Shmueli does not explicitly teach:
“query data read from a point of sale (POS) system and convert the data and a name associated with the data into an encoding”
“generate an entry comprising metadata of the data, a geographic location associated with the POS system, and the generated vector”
“store the entry in the feature store”
Wong teaches:
“query data read from a point of sale (POS) system and convert the data and a name associated with the data into an encoding”: Wong, 0003, “Digital payments have exploded over the last twenty years, with more than three-quarters of global payments using some form of payment card or electronic wallet. Point of sale systems are progressively becoming digital rather than cash based [a point of sale (POS) system ]”; Wong, paragraph 0133, “At block 1302, the method 1300 comprises receiving transaction data for anomaly detection. This may comprise operations similar to block 522 in FIG. 5A. The transaction data may relate to a proposed transaction, e.g. as described with reference to blocks 512 to 518 in FIGS. 5A and 5B. The transaction data may be received as data packets accompanying an API request, e.g. with respect to an internal function, or external RESTful, interface. At block 1304, a first set of features are generated based on the received transaction data. This may be performed as part of one or blocks 522 or 524 in FIGS. 5A or 5B. It may comprise applying an observable feature generator 910 generate an observable feature vector as described with reference to FIG. 9 [query data read from a point of sale (POS) system and convert the data and a name associated with the data into an encoding]. The first set of features may be configured as a vector of numeric values that are computed based, at least, on the data packets accompanying an API request, i.e. data for a proposed transaction.”
“generate an entry comprising metadata of the data, a geographic location associated with the POS system, and the generated vector”: Wong, paragraph 0052, “Other fields present in the transaction data can include, but are not limited to, an account number (e.g., a credit card number), a location of where the transaction is occurring [a geographic location associated with the POS system], and a manner (e.g., in person, over the phone, on a website) in which the transaction is executed [metadata of the data].”
“store the entry in the feature store”: Wong, paragraph 0052, “FIG. 3B shows how transaction data 330 for a particular transaction may be stored in numeric form for processing [store the entry in the feature store] by one or more machine learning models.”
Wong and Shmueli are analogous arts as they are both related to vectorizing data. It would have been obvious to a person having ordinary skill in the art prior to the effective filing date of the claimed invention to have combined the application of vectorization to transactional data of Wong with the teachings of Shmueli to arrive at the present invention, in order to detect anomalous transactions, as stated in Wong, paragraph 0027, “The output of the machine learning system may be used to prevent a wide variety of fraudulent and criminal behaviour such as card fraud, application fraud, payment fraud, merchant fraud, gaming fraud and money laundering.”

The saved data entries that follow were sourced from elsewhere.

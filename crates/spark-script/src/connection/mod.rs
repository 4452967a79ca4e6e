//! 连接生命周期管理：把原生事件翻译为脚本回调，并维护每类连接的状态机。
//!
//! # 教案式说明
//!
//! ## 意图 (Why)
//! - HTTP 交换、WebSocket 会话、SSE 流各有自己的终态规则，但都必须满足“终态恰好一次”
//!   与“中止后不再触碰原生资源”；
//! - 把这些规则集中在一个管理器里，原生引擎只需按连接 id 投递事件。
//!
//! ## 逻辑 (How)
//! - 三张 `DashMap` 分别记录进行中的 HTTP 交换、WebSocket 会话与 SSE 流；
//! - 调用脚本前总是先把条目克隆出表（释放分片锁），回调里对同一张表的增删不会死锁；
//! - 中止事件通过 `DashMap::remove` 认领，天然只有一次成功。
//!
//! ## 契约 (What)
//! - [`ConnectionManager::handle`] 是原生事件的唯一入口；
//! - [`ConnectionManager::quiesce`] 按“结束 SSE → 关闭 WebSocket → 中止传输 → 关闭未完成交换”
//!   的顺序终止全部连接，不调用任何脚本回调。

pub mod http;
pub mod sse;
pub mod websocket;

use std::fmt;
use std::sync::Arc;

use dashmap::DashMap;

use crate::bridge::CallbackBridge;
use crate::native::{ConnectionId, NativeEvent};
use crate::registry::{HandleId, HandleRegistry};
use crate::router::Router;
use crate::transfer::TransferEngine;

use self::http::HttpExchange;
use self::sse::SseStream;
use self::websocket::WsSession;

/// 终止全部连接后的统计。
#[derive(Clone, Copy, Debug, Default, PartialEq, Eq)]
pub struct QuiesceReport {
    pub sse_streams: usize,
    pub websockets: usize,
    pub transfers: usize,
    pub exchanges: usize,
}

/// 连接生命周期管理器。
pub struct ConnectionManager {
    bridge: Arc<CallbackBridge>,
    router: Arc<Router>,
    transfers: Arc<TransferEngine>,
    websockets: Arc<HandleRegistry>,
    streams: Arc<HandleRegistry>,
    exchanges: Arc<DashMap<ConnectionId, Arc<HttpExchange>>>,
    ws_sessions: DashMap<ConnectionId, WsSession>,
    sse_streams: DashMap<HandleId, SseStream>,
    sse_conns: DashMap<ConnectionId, HandleId>,
    sse_backlog_limit: usize,
}

impl ConnectionManager {
    pub fn new(
        bridge: Arc<CallbackBridge>,
        router: Arc<Router>,
        transfers: Arc<TransferEngine>,
        websockets: Arc<HandleRegistry>,
        streams: Arc<HandleRegistry>,
        sse_backlog_limit: usize,
    ) -> Self {
        Self {
            bridge,
            router,
            transfers,
            websockets,
            streams,
            exchanges: Arc::new(DashMap::new()),
            ws_sessions: DashMap::new(),
            sse_streams: DashMap::new(),
            sse_conns: DashMap::new(),
            sse_backlog_limit: sse_backlog_limit.max(1),
        }
    }

    /// 原生事件入口。
    pub fn handle(&self, event: NativeEvent) {
        tracing::trace!(target: "spark_script::connection", conn = %event.conn(), kind = event.kind(), "native event");
        match event {
            NativeEvent::HttpOpen {
                conn,
                request,
                response,
            } => self.on_http_open(conn, request, response),
            NativeEvent::HttpData { conn, chunk, last } => self.on_http_data(conn, chunk, last),
            NativeEvent::HttpWritable { conn } => {
                if !self.transfers.on_writable(conn) {
                    self.flush_stream(conn);
                }
            }
            NativeEvent::HttpAborted { conn } => self.on_http_aborted(conn),
            NativeEvent::WsOpen { conn, url, socket } => self.on_ws_open(conn, &url, socket),
            NativeEvent::WsMessage {
                conn,
                payload,
                opcode,
            } => self.on_ws_message(conn, payload, opcode),
            NativeEvent::WsClose { conn, code, reason } => self.on_ws_close(conn, code, &reason),
        }
    }

    /// 进行中的 HTTP 交换数量（响应尚未结束）。
    pub fn open_exchanges(&self) -> usize {
        self.exchanges.len()
    }

    pub fn open_websockets(&self) -> usize {
        self.ws_sessions.len()
    }

    pub fn open_streams(&self) -> usize {
        self.sse_streams.len()
    }

    /// 终止全部连接。
    pub fn quiesce(&self) -> QuiesceReport {
        let sse_streams = self.quiesce_streams();
        let websockets = self.quiesce_websockets();
        let transfers = self.transfers.abort_all();

        let conns: Vec<ConnectionId> = self.exchanges.iter().map(|entry| *entry.key()).collect();
        let mut exchanges = 0;
        for conn in conns {
            if let Some((_, exchange)) = self.exchanges.remove(&conn) {
                exchanges += 1;
                exchange.shutdown();
            }
        }
        QuiesceReport {
            sse_streams,
            websockets,
            transfers,
            exchanges,
        }
    }
}

impl fmt::Debug for ConnectionManager {
    fn fmt(&self, f: &mut fmt::Formatter<'_>) -> fmt::Result {
        f.debug_struct("ConnectionManager")
            .field("exchanges", &self.exchanges.len())
            .field("websockets", &self.ws_sessions.len())
            .field("sse_streams", &self.sse_streams.len())
            .finish()
    }
}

Regarding claim 2 and analogous claims 10 and 18:
Shmueli as modified by Wong teaches “The apparatus of claim 1.”
Shmueli further teaches (bold only) “wherein the data comprises a plurality of different variations of a name, and the processor is further configured to normalize the different variations of the name into a single name value and generate the encoding based on the single name value”: Shmueli, paragraph 0046, “Step 204 produces a new sequence by replacing each word w occurrence oc in the input sequence by w_j  where 1<=j<=k is the index of the class, among the k closest classes whose c' vector is cosine closest to the average context vector for the words in a window around oc as shown in FIG. 3. More specifically, step 204 replaces in the text word occurrence tm with a ‘variation’ wi_j. For example, if word occurrence tm=car and ‘car’ has 3 ‘strong’ classes and the current context (of tm) average vector is closest to the vector c'i2 representing the second strong class, then tm=car is replaced by car_2. So, each occurrence is replaced with the appropriate ‘sense’ of the word in the current window context usage [normalize the different variations of the name into a single name value and generate the encoding based on the single name value].”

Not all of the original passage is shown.